This beautiful meditation on Christ’s sacrificial death combines many facets of the gospel, not only in what it portrays but how it portrays it, and even the circumstances of its creation.

Vittoria Colonna, for whom the drawing was made as a gift, was a wealthy aristocrat, on first name terms with the Holy Roman Emperor and the popes. She was also a well-known poet, and indeed the first female poet to have her works published in book form, albeit without her consent, the laws of copyright not being then what they are now.

In the later 1530s she and Michelangelo became close friends and were part of what we would call a Bible-study group. According to one of Michelangelo’s biographers, Francisco de Hollanda, they used to meet with a few others once a week at the church of San Silvestro al Quirinale in Rome to hear a sermon based on one of Paul’s letters, and then sit and talk, almost always on the subject of salvation by faith alone.1

This was during the 30-year window between 1517, when Luther published his 95 theses, and 1545, when the Council of Trent began to crystallise the direct hostility of the Roman Catholic Church towards the Reformation.

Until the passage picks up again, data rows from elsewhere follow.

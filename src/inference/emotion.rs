//! Emotion detection on top of the cascade engine
//!
//! Keyword polarity matching handles clearly-worded text; ambiguous text
//! escalates to an LLM level. The detector is used by memory analysis
//! callers to tag stored notes with an emotional reading.

use async_trait::async_trait;
use serde::{Deserialize, Serialize};
use std::sync::Arc;

use crate::config::CascadeConfig;
use crate::inference::{
    extract_json_block, CascadeInferenceEngine, InferenceError, InferenceLevel, InferenceResult,
    InferenceValue, LevelKind,
};
use crate::traits::{ChatMessage, LlmCaller, UpstreamError};

/// Confidence reported by the keyword level when polarity words dominate
const KEYWORD_MATCH_CONFIDENCE: f32 = 0.85;

/// Confidence attached to a neutral reading after an unparseable LLM response
const PARSE_FAILURE_CONFIDENCE: f32 = 0.3;

/// Emotional polarity of a text
#[derive(Debug, Clone, Copy, PartialEq, Eq, Serialize, Deserialize)]
#[serde(rename_all = "snake_case")]
pub enum Polarity {
    Positive,
    Negative,
    Neutral,
}

impl Polarity {
    pub fn as_str(&self) -> &'static str {
        match self {
            Polarity::Positive => "positive",
            Polarity::Negative => "negative",
            Polarity::Neutral => "neutral",
        }
    }

    fn from_name(name: &str) -> Self {
        match name.to_lowercase().as_str() {
            "positive" => Polarity::Positive,
            "negative" => Polarity::Negative,
            _ => Polarity::Neutral,
        }
    }
}

/// An emotional reading of a text
#[derive(Debug, Clone, Serialize, Deserialize)]
pub struct Emotion {
    pub polarity: Polarity,
    /// Strength of the emotion (0.0 - 1.0)
    pub intensity: f32,
}

impl Emotion {
    pub fn neutral() -> Self {
        Self {
            polarity: Polarity::Neutral,
            intensity: 0.5,
        }
    }

    fn to_value(&self) -> serde_json::Value {
        serde_json::json!({
            "polarity": self.polarity.as_str(),
            "intensity": self.intensity,
        })
    }

    fn from_value(value: &serde_json::Value) -> Option<Self> {
        let polarity = value.get("polarity")?.as_str().map(Polarity::from_name)?;
        let intensity = value.get("intensity")?.as_f64()? as f32;
        Some(Self {
            polarity,
            intensity: intensity.clamp(0.0, 1.0),
        })
    }
}

/// Keyword polarity level
///
/// Counts positive and negative markers; a tie (including zero matches)
/// yields a low-confidence neutral reading that forces escalation.
pub struct KeywordEmotionLevel {
    name: String,
    positive: Vec<String>,
    negative: Vec<String>,
}

impl KeywordEmotionLevel {
    /// Create the level with the built-in English marker lists
    pub fn new(name: impl Into<String>) -> Self {
        let positive = [
            "happy", "glad", "great", "wonderful", "love", "loved", "excited", "joy",
            "delighted", "grateful", "proud", "amazing",
        ];
        let negative = [
            "sad", "angry", "hate", "hated", "terrible", "awful", "upset", "worried",
            "anxious", "miserable", "disappointed", "hurt",
        ];

        Self {
            name: name.into(),
            positive: positive.iter().map(|s| s.to_string()).collect(),
            negative: negative.iter().map(|s| s.to_string()).collect(),
        }
    }

    /// Replace the marker lists
    pub fn with_markers<I, S>(mut self, positive: I, negative: I) -> Self
    where
        I: IntoIterator<Item = S>,
        S: Into<String>,
    {
        self.positive = positive.into_iter().map(|s| s.into().to_lowercase()).collect();
        self.negative = negative.into_iter().map(|s| s.into().to_lowercase()).collect();
        self
    }
}

#[async_trait]
impl InferenceLevel for KeywordEmotionLevel {
    async fn infer(&self, input: &str) -> Result<InferenceResult, UpstreamError> {
        let lowered = input.to_lowercase();

        let positive_count = self.positive.iter().filter(|w| lowered.contains(w.as_str())).count();
        let negative_count = self.negative.iter().filter(|w| lowered.contains(w.as_str())).count();

        let (emotion, confidence) = if positive_count > negative_count {
            let intensity = 0.5 + 0.1 * (positive_count - negative_count).min(5) as f32;
            (
                Emotion {
                    polarity: Polarity::Positive,
                    intensity,
                },
                KEYWORD_MATCH_CONFIDENCE,
            )
        } else if negative_count > positive_count {
            let intensity = 0.5 + 0.1 * (negative_count - positive_count).min(5) as f32;
            (
                Emotion {
                    polarity: Polarity::Negative,
                    intensity,
                },
                KEYWORD_MATCH_CONFIDENCE,
            )
        } else {
            // Tie or no markers: low confidence, let the cascade escalate
            (Emotion::neutral(), 0.4)
        };

        Ok(InferenceResult::new(
            InferenceValue::Structured(emotion.to_value()),
            confidence,
            &self.name,
            LevelKind::Rule,
        ))
    }

    fn name(&self) -> &str {
        &self.name
    }
}

/// LLM-backed emotion level with defensive response parsing
pub struct LlmEmotionLevel {
    name: String,
    llm: Arc<dyn LlmCaller>,
    temperature: f32,
}

impl LlmEmotionLevel {
    pub fn new(name: impl Into<String>, llm: Arc<dyn LlmCaller>, temperature: f32) -> Self {
        Self {
            name: name.into(),
            llm,
            temperature,
        }
    }

    fn build_prompt(&self, text: &str) -> String {
        format!(
            r#"Analyze the emotional tone of the text below.

Return a JSON object with:
- "polarity": one of "positive", "negative", "neutral"
- "intensity": a number between 0.0 and 1.0

Text:
{text}

Return only the JSON object, no extra commentary."#
        )
    }
}

#[async_trait]
impl InferenceLevel for LlmEmotionLevel {
    async fn infer(&self, input: &str) -> Result<InferenceResult, UpstreamError> {
        let prompt = self.build_prompt(input);
        let response = self
            .llm
            .generate(&[ChatMessage::user(prompt)], self.temperature)
            .await?;

        let parsed = extract_json_block(&response)
            .and_then(|block| serde_json::from_str::<serde_json::Value>(block).ok())
            .and_then(|value| Emotion::from_value(&value));

        match parsed {
            Some(emotion) => Ok(InferenceResult::new(
                InferenceValue::Structured(emotion.to_value()),
                0.95,
                &self.name,
                LevelKind::Llm,
            )),
            None => {
                tracing::warn!(level = %self.name, "unparseable emotion response, returning neutral");
                Ok(InferenceResult::new(
                    InferenceValue::Structured(Emotion::neutral().to_value()),
                    PARSE_FAILURE_CONFIDENCE,
                    &self.name,
                    LevelKind::Llm,
                )
                .with_metadata("parse_failure", serde_json::json!(true)))
            }
        }
    }

    fn name(&self) -> &str {
        &self.name
    }
}

/// Cascade-backed emotion detector
pub struct EmotionDetector {
    engine: CascadeInferenceEngine,
}

impl EmotionDetector {
    /// Keyword-only detector; the keyword level is terminal
    pub fn rule_only(config: &CascadeConfig) -> Self {
        let engine = CascadeInferenceEngine::from_config("emotion", config).add_level(
            Box::new(KeywordEmotionLevel::new("keyword_emotion")),
            config.default_threshold,
        );
        Self { engine }
    }

    /// Keyword detector with LLM escalation
    pub fn with_llm(config: &CascadeConfig, llm: Arc<dyn LlmCaller>) -> Self {
        let engine = CascadeInferenceEngine::from_config("emotion", config)
            .add_level(
                Box::new(KeywordEmotionLevel::new("keyword_emotion")),
                config.default_threshold,
            )
            .add_level(
                Box::new(LlmEmotionLevel::new(
                    "llm_emotion",
                    llm,
                    config.llm_temperature,
                )),
                config.default_threshold,
            );
        Self { engine }
    }

    /// Detect the emotional reading of a text
    pub async fn detect(&self, text: &str) -> Result<Emotion, InferenceError> {
        if text.trim().is_empty() {
            return Ok(Emotion::neutral());
        }

        let result = self.engine.infer(text).await?;
        let emotion = match &result.value {
            InferenceValue::Structured(value) => Emotion::from_value(value),
            _ => None,
        };

        Ok(emotion.unwrap_or_else(Emotion::neutral))
    }

    /// Invocation statistics of the underlying engine
    pub fn stats(&self) -> crate::inference::CascadeStats {
        self.engine.stats()
    }
}

#[cfg(test)]
mod tests {
    use super::*;

    fn no_cache_config() -> CascadeConfig {
        CascadeConfig {
            cache_enabled: false,
            ..CascadeConfig::default()
        }
    }

    #[tokio::test]
    async fn test_positive_text_detected_by_rules() {
        let detector = EmotionDetector::rule_only(&no_cache_config());
        let emotion = detector.detect("I am so happy and excited today!").await.unwrap();
        assert_eq!(emotion.polarity, Polarity::Positive);
        assert!(emotion.intensity > 0.5);
    }

    #[tokio::test]
    async fn test_negative_text_detected_by_rules() {
        let detector = EmotionDetector::rule_only(&no_cache_config());
        let emotion = detector.detect("this was a terrible, awful day").await.unwrap();
        assert_eq!(emotion.polarity, Polarity::Negative);
    }

    #[tokio::test]
    async fn test_neutral_text_stays_neutral_without_llm() {
        let detector = EmotionDetector::rule_only(&no_cache_config());
        let emotion = detector.detect("went to the store and bought milk").await.unwrap();
        assert_eq!(emotion.polarity, Polarity::Neutral);
    }

    struct CannedLlm {
        response: String,
    }

    #[async_trait]
    impl LlmCaller for CannedLlm {
        async fn generate(
            &self,
            _messages: &[ChatMessage],
            _temperature: f32,
        ) -> Result<String, UpstreamError> {
            Ok(self.response.clone())
        }
    }

    #[tokio::test]
    async fn test_ambiguous_text_escalates_to_llm() {
        let llm = Arc::new(CannedLlm {
            response: r#"{"polarity": "negative", "intensity": 0.7}"#.to_string(),
        });
        let detector = EmotionDetector::with_llm(&no_cache_config(), llm);

        // No polarity keywords, so the rule level reports low confidence
        let emotion = detector.detect("I keep thinking about what happened").await.unwrap();
        assert_eq!(emotion.polarity, Polarity::Negative);
        assert!((emotion.intensity - 0.7).abs() < 1e-6);

        let stats = detector.stats();
        assert_eq!(stats.level_invocations[1].1, 1);
    }

    #[tokio::test]
    async fn test_clear_text_skips_llm() {
        let llm = Arc::new(CannedLlm {
            response: r#"{"polarity": "neutral", "intensity": 0.5}"#.to_string(),
        });
        let detector = EmotionDetector::with_llm(&no_cache_config(), llm);

        detector.detect("I love this wonderful amazing day").await.unwrap();

        let stats = detector.stats();
        assert_eq!(stats.level_invocations[0].1, 1);
        assert_eq!(stats.level_invocations[1].1, 0);
    }

    #[tokio::test]
    async fn test_llm_parse_failure_falls_back_to_neutral() {
        let llm = Arc::new(CannedLlm {
            response: "the mood seems complicated".to_string(),
        });
        let detector = EmotionDetector::with_llm(&no_cache_config(), llm);

        let emotion = detector.detect("an unreadable mix of feelings").await.unwrap();
        assert_eq!(emotion.polarity, Polarity::Neutral);
    }
}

During this time there were many within the Catholic Church in Italy, across all strata of society, who believed the basic Reformation doctrine that salvation could not be earned but had to be received as a gift by faith, and they continued to hope that the Church could be persuaded to see this truth and to resolve the schism with the Protestants.

It is clear from Michelangelo’s poetry and his correspondence with Colonna that, through her, he too came to believe and accept salvation by faith – and this came to be reflected not only in the subjects of drawings that he made for her, but in their very approach to this art.2

The drawing itself is a meditation on the sacrifice of Jesus. The presence of the angels supporting Jesus’ arms indicates that this is not meant as part of a narrative of the ‘descent from the cross’. Jesus is presented frontally, for us to worship and meditate on. As in all Michelangelo’s later Pietas, he is supported in an upright position, probably because the artist wanted to suggest that this is not just a dead body: there is power and hope within him. The marks of the crucifixion are only very lightly indicated: Michelangelo abhorred excessive detail, especially anything that would distract from the deeper significance of Jesus’ self-giving.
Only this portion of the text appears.